Incest comes in many flavors. There is the unfortunate coerced kind—as in, "Hey, honey, it's your daddy, now slide on over in this here bed and be a good a girl." Examples of this type of incest abound in popular culture. Just think of Mallory Knox in Natural Born Killers and her creepy father (who, incidentally, reminds me of John Deaves in the picture above), who tells her to wash up and be clean for him when he comes upstairs.


Or the video for Aerosmith's "Janie's Got a Gun," where Janie finally snaps and shoots the father who has been repeatedly molesting her.


Then there's the accidental or unintentional kind of incest. As in, "Wait, are you telling me that all this time I've been fucking my own twin brother?" Now this one actually did happen recently, as the public have learned. A British couple met and married each other, settling in for a life of happily ever after. Not so fast! One day, the newlyweds discovered that they in fact were twins, separated at birth. Horror and shock ensued and the marriage was annulled.

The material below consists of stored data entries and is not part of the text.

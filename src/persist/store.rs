//! Where the last run's solution lives between invocations.

use super::codec::{decode_solution, encode_solution};
use crate::error::{AnnealError, Result};
use crate::tsp::{Solution, SolutionFactory};
use std::cell::RefCell;
use std::fs;
use std::io::ErrorKind;
use std::path::{Path, PathBuf};
use tracing::debug;

/// Loads and saves the single solution carried across runs.
pub trait SolutionStore {
    /// Returns the saved solution, or `None` if nothing has been saved.
    ///
    /// A saved tour that does not fit `factory` is an error, never `None`.
    fn load_prior(&self, factory: &SolutionFactory) -> Result<Option<Solution>>;

    /// Replaces the saved solution.
    fn save_prior(&self, solution: &Solution) -> Result<()>;
}

/// Stores the solution as JSON in a single file.
#[derive(Debug, Clone)]
pub struct JsonFileStore {
    path: PathBuf,
}

impl JsonFileStore {
    pub fn new(path: impl Into<PathBuf>) -> Self {
        Self { path: path.into() }
    }

    pub fn path(&self) -> &Path {
        &self.path
    }
}

impl SolutionStore for JsonFileStore {
    fn load_prior(&self, factory: &SolutionFactory) -> Result<Option<Solution>> {
        let bytes = match fs::read(&self.path) {
            Ok(bytes) => bytes,
            Err(e) if e.kind() == ErrorKind::NotFound => {
                debug!(path = %self.path.display(), "no prior solution");
                return Ok(None);
            }
            Err(e) => return Err(AnnealError::io(&self.path, e)),
        };
        let solution = decode_solution(&bytes, factory)?;
        debug!(path = %self.path.display(), cost = solution.cost(), "loaded prior solution");
        Ok(Some(solution))
    }

    fn save_prior(&self, solution: &Solution) -> Result<()> {
        let bytes = encode_solution(solution)?;
        // Write beside the target and rename so a crash never leaves half a file.
        let tmp = self.path.with_extension("tmp");
        fs::write(&tmp, bytes).map_err(|e| AnnealError::io(&tmp, e))?;
        fs::rename(&tmp, &self.path).map_err(|e| AnnealError::io(&self.path, e))?;
        debug!(path = %self.path.display(), "saved solution");
        Ok(())
    }
}

/// In-process store holding the encoded blob.
#[derive(Debug, Default)]
pub struct MemoryStore {
    blob: RefCell<Option<Vec<u8>>>,
}

impl MemoryStore {
    pub fn new() -> Self {
        Self::default()
    }

    /// The raw blob last saved, if any.
    pub fn blob(&self) -> Option<Vec<u8>> {
        self.blob.borrow().clone()
    }
}

impl SolutionStore for MemoryStore {
    fn load_prior(&self, factory: &SolutionFactory) -> Result<Option<Solution>> {
        match self.blob.borrow().as_deref() {
            Some(bytes) => decode_solution(bytes, factory).map(Some),
            None => Ok(None),
        }
    }

    fn save_prior(&self, solution: &Solution) -> Result<()> {
        *self.blob.borrow_mut() = Some(encode_solution(solution)?);
        Ok(())
    }
}

#[cfg(test)]
mod tests {
    use super::*;
    use crate::random::create_rng;
    use crate::sa::Annealer;

    #[test]
    fn test_file_store_missing_is_none() {
        let dir = tempfile::tempdir().unwrap();
        let store = JsonFileStore::new(dir.path().join("Solution.json"));
        let factory = SolutionFactory::new(10).unwrap();
        assert!(store.load_prior(&factory).unwrap().is_none());
    }

    #[test]
    fn test_file_store_save_then_load() {
        let dir = tempfile::tempdir().unwrap();
        let store = JsonFileStore::new(dir.path().join("Solution.json"));
        let factory = SolutionFactory::new(40).unwrap();
        let s = factory.random_solution(&mut create_rng(8));

        store.save_prior(&s).unwrap();
        assert!(store.path().exists());
        assert!(!store.path().with_extension("tmp").exists());

        let loaded = store.load_prior(&factory).unwrap().unwrap();
        assert_eq!(loaded.tour(), s.tour());
    }

    #[test]
    fn test_file_store_overwrites() {
        let dir = tempfile::tempdir().unwrap();
        let store = JsonFileStore::new(dir.path().join("Solution.json"));
        let factory = SolutionFactory::new(12).unwrap();
        let mut rng = create_rng(3);
        let first = factory.random_solution(&mut rng);
        let second = factory.solution_from_tour((0..12).collect()).unwrap();

        store.save_prior(&first).unwrap();
        store.save_prior(&second).unwrap();
        let loaded = store.load_prior(&factory).unwrap().unwrap();
        assert_eq!(loaded.tour(), second.tour());
    }

    #[test]
    fn test_file_store_rejects_other_city_count() {
        let dir = tempfile::tempdir().unwrap();
        let store = JsonFileStore::new(dir.path().join("Solution.json"));
        let saved = SolutionFactory::new(999).unwrap();
        store
            .save_prior(&saved.random_solution(&mut create_rng(1)))
            .unwrap();

        let current = SolutionFactory::new(1000).unwrap();
        assert!(store.load_prior(&current).unwrap_err().is_mismatch());
    }

    #[test]
    fn test_file_store_unreadable_path() {
        let dir = tempfile::tempdir().unwrap();
        // A directory cannot be read as a file.
        let store = JsonFileStore::new(dir.path());
        let factory = SolutionFactory::new(5).unwrap();
        assert!(matches!(
            store.load_prior(&factory),
            Err(AnnealError::Io { .. })
        ));
    }

    #[test]
    fn test_resume_across_runs() {
        let store = MemoryStore::new();
        let factory = SolutionFactory::new(25).unwrap();

        let prior = store.load_prior(&factory).unwrap();
        assert!(prior.is_none());
        let mut first = Annealer::new(factory.clone(), prior.as_ref(), create_rng(1)).unwrap();
        first.run(0.1, 200).unwrap();
        store.save_prior(first.solution()).unwrap();

        let prior = store.load_prior(&factory).unwrap().unwrap();
        assert_eq!(prior.tour(), first.solution().tour());

        let second = Annealer::new(factory, Some(&prior), create_rng(2)).unwrap();
        let changed = prior
            .tour()
            .iter()
            .zip(second.solution().tour())
            .filter(|(a, b)| a != b)
            .count();
        assert!(changed <= 2);
    }
}
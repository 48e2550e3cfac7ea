//! Annealing configuration and cooling schedules.

use crate::error::{AnnealError, Result};
use crate::tsp::DEFAULT_CITY_COUNT;

/// Boltzmann constant used in the acceptance probability.
pub const BOLTZMANN: f64 = 1.0;

/// Configuration for a single fixed-temperature run.
///
/// # Examples
///
/// ```
/// use u_anneal::sa::AnnealConfig;
///
/// let config = AnnealConfig::default()
///     .with_city_count(200)
///     .with_temperature(0.5)
///     .with_steps(10)
///     .with_seed(7);
/// assert!(config.validate().is_ok());
/// ```
#[derive(Debug, Clone)]
pub struct AnnealConfig {
    /// Number of cities on the unit circle.
    pub city_count: usize,

    /// Run temperature. Non-positive values make the run a no-op.
    pub temperature: f64,

    /// Number of neighbor evaluations in the run.
    pub steps: usize,

    /// Random seed for reproducibility.
    pub seed: Option<u64>,
}

impl Default for AnnealConfig {
    fn default() -> Self {
        Self {
            city_count: DEFAULT_CITY_COUNT,
            temperature: 0.5,
            steps: 10,
            seed: None,
        }
    }
}

impl AnnealConfig {
    pub fn with_city_count(mut self, n: usize) -> Self {
        self.city_count = n;
        self
    }

    pub fn with_temperature(mut self, t: f64) -> Self {
        self.temperature = t;
        self
    }

    pub fn with_steps(mut self, n: usize) -> Self {
        self.steps = n;
        self
    }

    pub fn with_seed(mut self, seed: u64) -> Self {
        self.seed = Some(seed);
        self
    }

    /// Validates the configuration.
    ///
    /// A non-positive temperature or zero steps is accepted; the run is
    /// simply empty. NaN and infinite temperatures are rejected.
    pub fn validate(&self) -> Result<()> {
        if self.city_count == 0 {
            return Err(AnnealError::InvalidConfig(
                "city_count must be positive".into(),
            ));
        }
        if !self.temperature.is_finite() {
            return Err(AnnealError::InvalidConfig(format!(
                "temperature must be finite, got {}",
                self.temperature
            )));
        }
        Ok(())
    }
}

/// Cooling schedule for a multi-stage anneal.
///
/// # References
///
/// - Geometric: standard textbook approach
/// - Linear: fixed-duration cooling
/// - LundyMees: Lundy & Mees (1986), with convergence proof
#[derive(Debug, Clone, Copy, PartialEq)]
pub enum CoolingSchedule {
    /// Temperature never changes; bound the run with `max_stages`.
    Constant,

    /// Geometric (exponential) cooling: `T_{k+1} = alpha * T_k`.
    Geometric {
        /// Cooling factor in (0, 1). Higher = slower cooling.
        alpha: f64,
    },

    /// Linear cooling from `T_0` to `T_min` over `max_stages` stages.
    Linear,

    /// Lundy-Mees cooling: `T_{k+1} = T_k / (1 + beta * T_k)`.
    LundyMees {
        /// Cooling parameter, positive.
        beta: f64,
    },
}

impl Default for CoolingSchedule {
    fn default() -> Self {
        CoolingSchedule::Geometric { alpha: 0.95 }
    }
}

/// Configuration for [`Annealer::anneal`](super::Annealer::anneal): a
/// sequence of fixed-temperature stages.
///
/// # Examples
///
/// ```
/// use u_anneal::sa::{CoolingSchedule, ScheduleConfig};
///
/// let config = ScheduleConfig::default()
///     .with_initial_temperature(1.0)
///     .with_min_temperature(0.01)
///     .with_cooling(CoolingSchedule::Geometric { alpha: 0.9 })
///     .with_steps_per_temperature(500);
/// assert!(config.validate().is_ok());
/// ```
#[derive(Debug, Clone)]
pub struct ScheduleConfig {
    /// Temperature of the first stage.
    pub initial_temperature: f64,

    /// Stop once the temperature is at or below this.
    pub min_temperature: f64,

    pub cooling: CoolingSchedule,

    /// Steps run at each temperature.
    pub steps_per_temperature: usize,

    /// Maximum number of stages. 0 = no limit.
    pub max_stages: usize,
}

impl Default for ScheduleConfig {
    fn default() -> Self {
        Self {
            initial_temperature: 1.0,
            min_temperature: 1e-3,
            cooling: CoolingSchedule::default(),
            steps_per_temperature: 100,
            max_stages: 0,
        }
    }
}

impl ScheduleConfig {
    pub fn with_initial_temperature(mut self, t: f64) -> Self {
        self.initial_temperature = t;
        self
    }

    pub fn with_min_temperature(mut self, t: f64) -> Self {
        self.min_temperature = t;
        self
    }

    pub fn with_cooling(mut self, cooling: CoolingSchedule) -> Self {
        self.cooling = cooling;
        self
    }

    pub fn with_steps_per_temperature(mut self, n: usize) -> Self {
        self.steps_per_temperature = n;
        self
    }

    pub fn with_max_stages(mut self, n: usize) -> Self {
        self.max_stages = n;
        self
    }

    /// Validates the configuration.
    pub fn validate(&self) -> Result<()> {
        let invalid = |msg: String| Err(AnnealError::InvalidConfig(msg));

        if !self.initial_temperature.is_finite() || self.initial_temperature <= 0.0 {
            return invalid(format!(
                "initial_temperature must be positive, got {}",
                self.initial_temperature
            ));
        }
        if self.min_temperature.is_nan() || self.min_temperature <= 0.0 {
            return invalid("min_temperature must be positive".into());
        }
        if self.min_temperature >= self.initial_temperature {
            return invalid("min_temperature must be less than initial_temperature".into());
        }
        match self.cooling {
            CoolingSchedule::Geometric { alpha } => {
                if alpha <= 0.0 || alpha >= 1.0 {
                    return invalid(format!("geometric alpha must be in (0, 1), got {alpha}"));
                }
            }
            CoolingSchedule::LundyMees { beta } => {
                if beta <= 0.0 {
                    return invalid(format!("lundy-mees beta must be positive, got {beta}"));
                }
            }
            CoolingSchedule::Linear | CoolingSchedule::Constant => {
                if self.max_stages == 0 {
                    return invalid(format!(
                        "{:?} cooling needs a positive max_stages",
                        self.cooling
                    ));
                }
            }
        }
        Ok(())
    }

    /// Temperature after stage `stage` (0-based) ran at `temperature`.
    pub(crate) fn next_temperature(&self, temperature: f64, stage: usize) -> f64 {
        match self.cooling {
            CoolingSchedule::Constant => temperature,
            CoolingSchedule::Geometric { alpha } => temperature * alpha,
            CoolingSchedule::Linear => {
                let span = self.initial_temperature - self.min_temperature;
                let t = self.initial_temperature
                    - (stage + 1) as f64 * span / self.max_stages as f64;
                t.max(self.min_temperature)
            }
            CoolingSchedule::LundyMees { beta } => temperature / (1.0 + beta * temperature),
        }
    }
}
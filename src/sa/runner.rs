//! Annealing loop over tour solutions.

use super::config::{AnnealConfig, ScheduleConfig, BOLTZMANN};
use super::types::TraceEntry;
use crate::error::Result;
use crate::random::rng_from;
use crate::tsp::{Solution, SolutionFactory};
use rand::rngs::StdRng;
use rand::Rng;
use std::time::{Duration, Instant};
use tracing::{debug, info, warn};

/// Probability of accepting a move that changes the cost by `delta` at
/// temperature `temperature`.
///
/// Improving moves (`delta < 0`) are always accepted. Otherwise
/// `exp(-delta / (kb * t))` with `kb` = [`BOLTZMANN`].
pub fn acceptance_probability(delta: f64, temperature: f64) -> f64 {
    if delta < 0.0 {
        return 1.0;
    }
    (-delta / (BOLTZMANN * temperature)).exp()
}

/// Metropolis criterion for a uniform `draw` in `[0, 1)`.
///
/// The move is accepted iff it improves the cost or `draw` is strictly
/// less than [`acceptance_probability`].
pub fn accepts(delta: f64, temperature: f64, draw: f64) -> bool {
    delta < 0.0 || draw < acceptance_probability(delta, temperature)
}

/// Owns the current solution and advances it through fixed-temperature
/// runs.
///
/// # Examples
///
/// ```
/// use u_anneal::random::create_rng;
/// use u_anneal::sa::Annealer;
/// use u_anneal::tsp::SolutionFactory;
///
/// let factory = SolutionFactory::new(50).unwrap();
/// let mut annealer = Annealer::new(factory, None, create_rng(42)).unwrap();
/// let trace = annealer.run(0.5, 100).unwrap();
/// assert_eq!(trace.len(), 100);
/// assert_eq!(trace[99].cost, annealer.solution().cost());
/// ```
pub struct Annealer<R: Rng> {
    factory: SolutionFactory,
    current: Solution,
    best: Solution,
    rng: R,
}

impl Annealer<StdRng> {
    /// Builds an annealer over `config.city_count` circle cities, seeded from
    /// `config.seed`.
    pub fn from_config(config: &AnnealConfig, prior: Option<&Solution>) -> Result<Self> {
        config.validate()?;
        let factory = SolutionFactory::new(config.city_count)?;
        Self::new(factory, prior, rng_from(config.seed))
    }
}

impl<R: Rng> Annealer<R> {
    /// Creates an annealer.
    ///
    /// Without a prior, starts from a random solution. With one, starts from
    /// a single swap neighbor of it, so a resumed search continues near the
    /// previous run's end point. Fails if the prior's tour does not match the
    /// factory's city count.
    pub fn new(factory: SolutionFactory, prior: Option<&Solution>, mut rng: R) -> Result<Self> {
        let current = match prior {
            None => factory.random_solution(&mut rng),
            Some(prior) => factory.neighbor(prior, &mut rng)?,
        };
        Ok(Self {
            best: current.clone(),
            current,
            factory,
            rng,
        })
    }

    /// Runs `count` steps at `temperature` and returns one trace entry per
    /// step.
    ///
    /// A non-positive (or NaN) temperature or `count == 0` returns an empty
    /// trace without touching the current solution. If a step fails, the
    /// error is returned and no trace is produced.
    pub fn run(&mut self, temperature: f64, count: usize) -> Result<Vec<TraceEntry>> {
        if temperature.is_nan() || temperature <= 0.0 || count == 0 {
            warn!(temperature, count, "degenerate run requested, nothing to do");
            return Ok(Vec::new());
        }

        debug!(
            temperature,
            count,
            cost = self.current.cost(),
            "starting run"
        );

        let mut trace = Vec::with_capacity(count);
        let mut accepted_moves = 0usize;
        let mut improving_moves = 0usize;
        let started = Instant::now();

        for step in 0..count {
            let candidate = self.factory.neighbor(&self.current, &mut self.rng)?;
            let delta = candidate.cost() - self.current.cost();

            // Only worsening moves consume a draw.
            let accepted = delta < 0.0 || accepts(delta, temperature, self.rng.random::<f64>());

            if accepted {
                accepted_moves += 1;
                if delta < 0.0 {
                    improving_moves += 1;
                }
                self.current = candidate;
                if self.current.cost() < self.best.cost() {
                    self.best = self.current.clone();
                }
            }

            trace.push(TraceEntry {
                step,
                tour: self.current.tour().to_vec(),
                cost: self.current.cost(),
                temperature,
                accepted,
                time_per_step: Duration::ZERO,
            });
        }

        let per_step = Duration::from_secs_f64(started.elapsed().as_secs_f64() / count as f64);
        for entry in &mut trace {
            entry.time_per_step = per_step;
        }

        info!(
            temperature,
            count,
            cost = self.current.cost(),
            best = self.best.cost(),
            accepted_moves,
            improving_moves,
            per_step_us = per_step.as_secs_f64() * 1e6,
            "run finished"
        );

        Ok(trace)
    }

    /// Runs successive stages, cooling between them per `schedule`.
    ///
    /// Stops before a stage whose temperature is at or below
    /// `min_temperature`, or after `max_stages` stages. Entry steps are
    /// numbered across the whole anneal.
    pub fn anneal(&mut self, schedule: &ScheduleConfig) -> Result<Vec<TraceEntry>> {
        schedule.validate()?;

        let mut trace: Vec<TraceEntry> = Vec::new();
        let mut temperature = schedule.initial_temperature;
        let mut stage = 0usize;

        while temperature > schedule.min_temperature {
            if schedule.max_stages > 0 && stage >= schedule.max_stages {
                break;
            }

            let offset = trace.len();
            let stage_trace = self.run(temperature, schedule.steps_per_temperature)?;
            trace.extend(stage_trace.into_iter().map(|mut entry| {
                entry.step += offset;
                entry
            }));

            temperature = schedule.next_temperature(temperature, stage);
            stage += 1;
        }

        debug!(stages = stage, steps = trace.len(), "anneal finished");
        Ok(trace)
    }

    /// The current solution.
    pub fn solution(&self) -> &Solution {
        &self.current
    }

    /// The lowest-cost solution seen since construction.
    pub fn best(&self) -> &Solution {
        &self.best
    }

    pub fn factory(&self) -> &SolutionFactory {
        &self.factory
    }

    pub fn into_solution(self) -> Solution {
        self.current
    }
}
//! City coordinates and the unit-circle layout generator.

use rand::Rng;
use serde::{Deserialize, Serialize};
use std::f64::consts::PI;

/// A fixed point in the plane.
#[derive(Debug, Clone, Copy, PartialEq, Serialize, Deserialize)]
pub struct City {
    pub x: f64,
    pub y: f64,
}

impl City {
    pub fn new(x: f64, y: f64) -> Self {
        Self { x, y }
    }

    /// Euclidean distance to `other`.
    pub fn distance(&self, other: &City) -> f64 {
        let dx = other.x - self.x;
        let dy = other.y - self.y;
        (dx * dx + dy * dy).sqrt()
    }
}

/// Places `n` cities evenly on the unit circle, city `i` at angle `2πi/n`.
///
/// The layout is deterministic, so the optimal tour is the angular order
/// and can be checked by eye.
pub fn circle_cities(n: usize) -> Vec<City> {
    (0..n)
        .map(|i| {
            let angle = 2.0 * PI * i as f64 / n as f64;
            City::new(angle.cos(), angle.sin())
        })
        .collect()
}

/// Shuffles `order` by swapping each position with a uniformly drawn
/// position anywhere in the slice.
///
/// This is not Fisher-Yates: the draw range is `[0, n)` for every `i`, not
/// `[i, n)`, so the resulting permutations are not uniformly distributed.
/// Persisted runs depend on this exact sequence of draws.
pub fn biased_shuffle<T, R: Rng>(order: &mut [T], rng: &mut R) {
    let n = order.len();
    for i in 0..n {
        let r = rng.random_range(0..n);
        order.swap(i, r);
    }
}

/// Identity permutation of `0..n` passed through [`biased_shuffle`].
pub fn initial_tour<R: Rng>(n: usize, rng: &mut R) -> Vec<usize> {
    let mut tour: Vec<usize> = (0..n).collect();
    biased_shuffle(&mut tour, rng);
    tour
}

/// Generates the circle layout together with a shuffled visiting order.
pub fn generate<R: Rng>(n: usize, rng: &mut R) -> (Vec<City>, Vec<usize>) {
    (circle_cities(n), initial_tour(n, rng))
}

#[cfg(test)]
mod tests {
    use super::*;
    use crate::random::create_rng;
    use crate::tsp::is_permutation;

    #[test]
    fn test_circle_cities_on_unit_circle() {
        let cities = circle_cities(12);
        assert_eq!(cities.len(), 12);
        for c in &cities {
            assert!((c.x * c.x + c.y * c.y - 1.0).abs() < 1e-12);
        }
        assert!((cities[0].x - 1.0).abs() < 1e-12);
        assert!(cities[0].y.abs() < 1e-12);
        assert!((cities[3].y - 1.0).abs() < 1e-12);
    }

    #[test]
    fn test_circle_cities_evenly_spaced() {
        let cities = circle_cities(10);
        let first = cities[0].distance(&cities[1]);
        for i in 0..10 {
            let d = cities[i].distance(&cities[(i + 1) % 10]);
            assert!((d - first).abs() < 1e-12);
        }
    }

    #[test]
    fn test_circle_cities_empty() {
        assert!(circle_cities(0).is_empty());
    }

    #[test]
    fn test_distance() {
        let a = City::new(0.0, 0.0);
        let b = City::new(3.0, 4.0);
        assert!((a.distance(&b) - 5.0).abs() < 1e-12);
        assert!((b.distance(&a) - 5.0).abs() < 1e-12);
    }

    #[test]
    fn test_initial_tour_is_permutation() {
        let mut rng = create_rng(42);
        for n in [1, 2, 5, 100, 1000] {
            let tour = initial_tour(n, &mut rng);
            assert!(is_permutation(&tour, n));
        }
    }

    #[test]
    fn test_initial_tour_deterministic_for_seed() {
        let a = initial_tour(50, &mut create_rng(9));
        let b = initial_tour(50, &mut create_rng(9));
        assert_eq!(a, b);
    }

    #[test]
    fn test_biased_shuffle_draws_once_per_position() {
        // Replaying the draws by hand must reproduce the shuffle exactly.
        let n = 20;
        let mut expected: Vec<usize> = (0..n).collect();
        let mut replay = create_rng(3);
        for i in 0..n {
            let r = replay.random_range(0..n);
            expected.swap(i, r);
        }

        let mut actual: Vec<usize> = (0..n).collect();
        biased_shuffle(&mut actual, &mut create_rng(3));
        assert_eq!(actual, expected);
    }

    #[test]
    fn test_generate() {
        let (cities, tour) = generate(8, &mut create_rng(1));
        assert_eq!(cities, circle_cities(8));
        assert!(is_permutation(&tour, 8));
    }
}
//! GPU uniform layouts
//!
//! Defines GPU-ready data structures that match the shader uniform layouts.
//! All structures use `#[repr(C)]` and implement `bytemuck::Pod` for safe
//! GPU buffer copies.

use lucent_core::{EffectConfiguration, PixelSize};

/// Blur radii at or below this are treated as "no blur"
pub const BLUR_EPSILON: f32 = 0.01;

/// Largest half-kernel the blur shader evaluates (center + 63 taps)
pub const MAX_BLUR_WEIGHTS: usize = 64;

/// Gaussian support is cut at three standard deviations
const SIGMA_SUPPORT: f32 = 3.0;

/// Largest sigma whose 3-sigma support still fits in the kernel
pub const MAX_BLUR_SIGMA: f32 = (MAX_BLUR_WEIGHTS - 1) as f32 / SIGMA_SUPPORT;

/// Uniforms for the glass shader
///
/// Memory layout (48 bytes total):
/// - size: `vec2<f32>` (8 bytes) - surface size in pixels
/// - corner_radius, edge_width, distortion_strength, is_dark, scale, _pad:
///   6 x `f32` (24 bytes)
/// - aux: `vec4<f32>` (16 bytes) - shadow radius (px), shadow opacity,
///   chroma multiplier, rim intensity
#[repr(C)]
#[derive(Clone, Copy, Debug, Default, PartialEq, bytemuck::Pod, bytemuck::Zeroable)]
pub struct RenderUniforms {
    pub size: [f32; 2],
    /// Corner radius in pixels, clamped to what the shape can hold
    pub corner_radius: f32,
    /// Edge band width in pixels
    pub edge_width: f32,
    pub distortion_strength: f32,
    /// 1.0 for dark appearance, 0.0 for light
    pub is_dark: f32,
    /// Device pixels per point
    pub scale: f32,
    pub _pad: f32,
    pub aux: [f32; 4],
}

impl RenderUniforms {
    /// Resolve a configuration against the drawable it will be drawn into
    pub fn new(cfg: &EffectConfiguration, scale: f32, size: PixelSize) -> Self {
        let scale = if scale.is_finite() && scale > 0.0 { scale } else { 1.0 };
        let width = size.width as f32;
        let height = size.height as f32;

        let shadow_radius = cfg.aux[0].max(0.0) * scale;
        let max_radius = ((width.min(height) * 0.5) - shadow_radius).max(0.0);

        Self {
            size: [width, height],
            corner_radius: (cfg.corner_radius * scale).clamp(0.0, max_radius),
            edge_width: cfg.edge_width.max(0.0) * scale,
            distortion_strength: cfg.distortion_strength.max(0.0),
            is_dark: if cfg.is_dark { 1.0 } else { 0.0 },
            scale,
            _pad: 0.0,
            aux: [shadow_radius, cfg.aux[1], cfg.aux[2], cfg.aux[3]],
        }
    }
}

/// Uniforms for one separable Gaussian pass
///
/// Memory layout (288 bytes total):
/// - direction: `vec2<f32>` (8 bytes) - (1, 0) or (0, 1)
/// - texel_size: `vec2<f32>` (8 bytes) - inverse texture size
/// - taps: `u32` (4 bytes) - samples on each side of the center
/// - _pad: 3 x `u32` (12 bytes)
/// - weights: `array<vec4<f32>, 16>` (256 bytes) - half kernel, center first
#[repr(C)]
#[derive(Clone, Copy, Debug, PartialEq, bytemuck::Pod, bytemuck::Zeroable)]
pub struct BlurUniforms {
    pub direction: [f32; 2],
    pub texel_size: [f32; 2],
    pub taps: u32,
    pub _pad: [u32; 3],
    pub weights: [[f32; 4]; MAX_BLUR_WEIGHTS / 4],
}

impl BlurUniforms {
    pub fn horizontal(size: PixelSize, sigma: f32) -> Self {
        Self::new([1.0, 0.0], size, sigma)
    }

    pub fn vertical(size: PixelSize, sigma: f32) -> Self {
        Self::new([0.0, 1.0], size, sigma)
    }

    fn new(direction: [f32; 2], size: PixelSize, sigma: f32) -> Self {
        let (taps, half) = gaussian_weights(sigma);
        let mut weights = [[0.0; 4]; MAX_BLUR_WEIGHTS / 4];
        for (i, w) in half.iter().enumerate() {
            weights[i / 4][i % 4] = *w;
        }
        Self {
            direction,
            texel_size: [
                1.0 / size.width.max(1) as f32,
                1.0 / size.height.max(1) as f32,
            ],
            taps,
            _pad: [0; 3],
            weights,
        }
    }

    pub fn weight(&self, i: usize) -> f32 {
        self.weights[i / 4][i % 4]
    }
}

/// Half of a normalized Gaussian kernel for `sigma` (pixels).
///
/// Returns the tap count on each side and the weights, center first, such
/// that `w[0] + 2 * sum(w[1..=taps]) == 1`. Sigma is capped at
/// [`MAX_BLUR_SIGMA`]; a non-positive sigma yields the identity kernel.
pub fn gaussian_weights(sigma: f32) -> (u32, [f32; MAX_BLUR_WEIGHTS]) {
    let mut weights = [0.0f32; MAX_BLUR_WEIGHTS];
    if sigma.is_nan() || sigma <= BLUR_EPSILON {
        weights[0] = 1.0;
        return (0, weights);
    }

    let sigma = sigma.min(MAX_BLUR_SIGMA);
    let taps = ((sigma * SIGMA_SUPPORT).ceil() as usize).clamp(1, MAX_BLUR_WEIGHTS - 1);
    let denom = 2.0 * sigma * sigma;

    let mut total = 0.0;
    for (i, w) in weights.iter_mut().enumerate().take(taps + 1) {
        let x = i as f32;
        *w = (-(x * x) / denom).exp();
        total += if i == 0 { *w } else { 2.0 * *w };
    }
    for w in weights.iter_mut().take(taps + 1) {
        *w /= total;
    }

    (taps as u32, weights)
}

The final kind of incest is the mutual and consenting kind. In my opinion, it is the most cringe-worthy, because the couple involved doesn't care that they are blood relatives, that they share a parent (or both) or that one of them is the other's parent or child. This one brings us back to John and Jenny Deaves. Unlike the British twins, the Deaves express no horror at the fact that they are immediate relatives. In fact, they embrace it. "We're just like any other family," they say. And, perhaps, the world shouldn't care what these eccentric two do behind close doors...if not for one small fact. Their baby.

Imagine discovering one day that your mommy is also your daddy's baby, and your daddy is also your granddaddy and your mommy is also your...sister? In the sage words of Bugs Bunny, "Nah, I don't think so!"